I regret causing you pain. It hurts me too. I’m sorry for the times I reacted from fear instead of love. I’m sorry for the moments I withdrew instead of communicating, for trying to control what I should have trusted. I’m learning now — learning to listen better, to slow down, to speak with care instead of panic. My apology is no longer just words; it’s growth, progress, and It’s change.
I cannot undo what happened, and I will not pretend that my mistakes did not shake everything. I am not asking you to forget it. I am just asking you to see that I’m genuinely trying to be better. Loving you the way you’ve always deserved. But I’m not sorry for loving deeply. I’m not sorry for having needs, for wanting something steady and true. Loving you taught me that.
Losing you feels like carrying a weight I cannot put down. Every memory we shared still lives in me; our parking lots talks that led to our first kiss, countless miles driven to events where I gleamed with pride, and dinners waiting for you to walk through the door and tell me about your day and workout. I do not want to lose you.

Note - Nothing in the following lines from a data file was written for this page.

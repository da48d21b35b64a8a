//! Prepared statements that outlive worker restarts.

use crate::executor::AsyncDatabase;
use crate::protocol::{Envelope, Method, StatementId, WorkerCommand, WorkerResult};
use crate::retry::OperationClass;
use crate::value::{FromRow, RunResult};
use crate::DatabaseResult;
use rusqlite::types::Value;
use std::fmt;
use tokio::sync::Mutex;
use tracing::debug;

/// A statement compiled once and executed many times.
///
/// Handles are tied to one worker generation. When the worker has been
/// replaced since the last use, the statement is prepared again on the new
/// worker before executing. Not usable inside a transaction body.
pub struct PreparedStatement {
    db: AsyncDatabase,
    sql: String,
    handle: Mutex<Option<(u64, StatementId)>>,
}

impl fmt::Debug for PreparedStatement {
    fn fmt(&self, f: &mut fmt::Formatter<'_>) -> fmt::Result {
        f.debug_struct("PreparedStatement")
            .field("sql", &self.sql)
            .finish_non_exhaustive()
    }
}

impl PreparedStatement {
    pub(crate) async fn new(db: AsyncDatabase, sql: &str) -> DatabaseResult<Self> {
        let statement = Self {
            db,
            sql: sql.to_string(),
            handle: Mutex::new(None),
        };
        {
            let _shared = statement.db.inner.gate.read().await;
            statement
                .db
                .inner
                .with_retry("prepare", OperationClass::Read, |_| statement.handle())
                .await?;
        }
        Ok(statement)
    }

    pub fn sql(&self) -> &str {
        &self.sql
    }

    pub async fn run(&self, params: Vec<Value>) -> DatabaseResult<RunResult> {
        self.execute(params, |handle, params| Method::StmtRun { handle, params })
            .await?
            .into_run("stmt_run")
    }

    pub async fn get<T: FromRow>(&self, params: Vec<Value>) -> DatabaseResult<Option<T>> {
        let row = self
            .execute(params, |handle, params| Method::StmtGet { handle, params })
            .await?
            .into_row("stmt_get")?;
        row.as_ref().map(T::from_row).transpose()
    }

    pub async fn all<T: FromRow>(&self, params: Vec<Value>) -> DatabaseResult<Vec<T>> {
        self.execute(params, |handle, params| Method::StmtAll { handle, params })
            .await?
            .into_rows("stmt_all")?
            .iter()
            .map(T::from_row)
            .collect()
    }

    /// Release the statement in the worker.
    pub async fn finalize(self) -> DatabaseResult<()> {
        let handle = self.handle.lock().await.take();
        if let Some((generation, handle)) = handle {
            if generation == self.db.inner.current_generation() {
                self.db
                    .inner
                    .dispatch(Method::StmtFinalize { handle }, 0)
                    .await?
                    .into_done("stmt_finalize")?;
            }
        }
        Ok(())
    }

    async fn execute<B>(&self, params: Vec<Value>, build: B) -> DatabaseResult<WorkerResult>
    where
        B: Fn(StatementId, Vec<Value>) -> Method,
    {
        let probe = build(StatementId(0), Vec::new());
        let (operation, class) = (probe.name(), probe.class());

        let inner = &*self.db.inner;
        let _shared = inner.gate.read().await;
        let build = &build;
        let params = &params;
        inner
            .with_retry(operation, class, |retry| async move {
                let handle = self.handle().await?;
                inner.dispatch(build(handle, params.clone()), retry).await
            })
            .await
    }

    /// Handle valid for the current worker, preparing it if needed.
    async fn handle(&self) -> DatabaseResult<StatementId> {
        let generation = self.db.inner.current_generation();
        let mut slot = self.handle.lock().await;
        if let Some((prepared_in, handle)) = *slot {
            if prepared_in == generation {
                return Ok(handle);
            }
            debug!(prepared_in, generation, "Re-preparing statement on restarted worker");
        }
        let handle = self
            .db
            .inner
            .dispatch(
                Method::Prepare {
                    sql: self.sql.clone(),
                },
                0,
            )
            .await?
            .into_statement("prepare")?;
        *slot = Some((generation, handle));
        Ok(handle)
    }
}

impl Drop for PreparedStatement {
    fn drop(&mut self) {
        let Some((generation, handle)) = self.handle.get_mut().take() else {
            return;
        };
        let inner = &self.db.inner;
        if generation != inner.current_generation() {
            return;
        }
        // Fire and forget; the reply has no pending entry and is discarded.
        inner.send_untracked(WorkerCommand::Execute(Envelope {
            id: 0,
            method: Method::StmtFinalize { handle },
        }));
    }
}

Because when I look at you, I see what others missed or took for granted. I see a whole beautiful universe — your strength, your heart, your kindness, the quiet ways you love. I am the lucky one who got to see those wonderful things up close. And I will always be grateful for that.
You were not my first everything — but you were the first person who made me feel like I was enough and loved. The first one to show me what love is supposed to feel like. Even if one day I become just a memory to you, you will never be one to me. Losing you feels like losing a part of myself, because loving you changed me in the best ways.
They say to find someone who is proud to have you, afraid to lose you, willing to fight for you, who values and loves you without conditions. That is how I feel about you. I am proud of you. I value you. I am in awe of you. And I love you — without conditions.
If your heart has even a little space left for me, give me one last chance to love you the way you have always deserved. I will be here, waiting for when you are ready to talk.
No matter what happens, you will always be my person not because I’m holding on to the past, but because what we had was real. And real love doesn’t disappear. It transforms, it teaches, it stays.
And I will always love you.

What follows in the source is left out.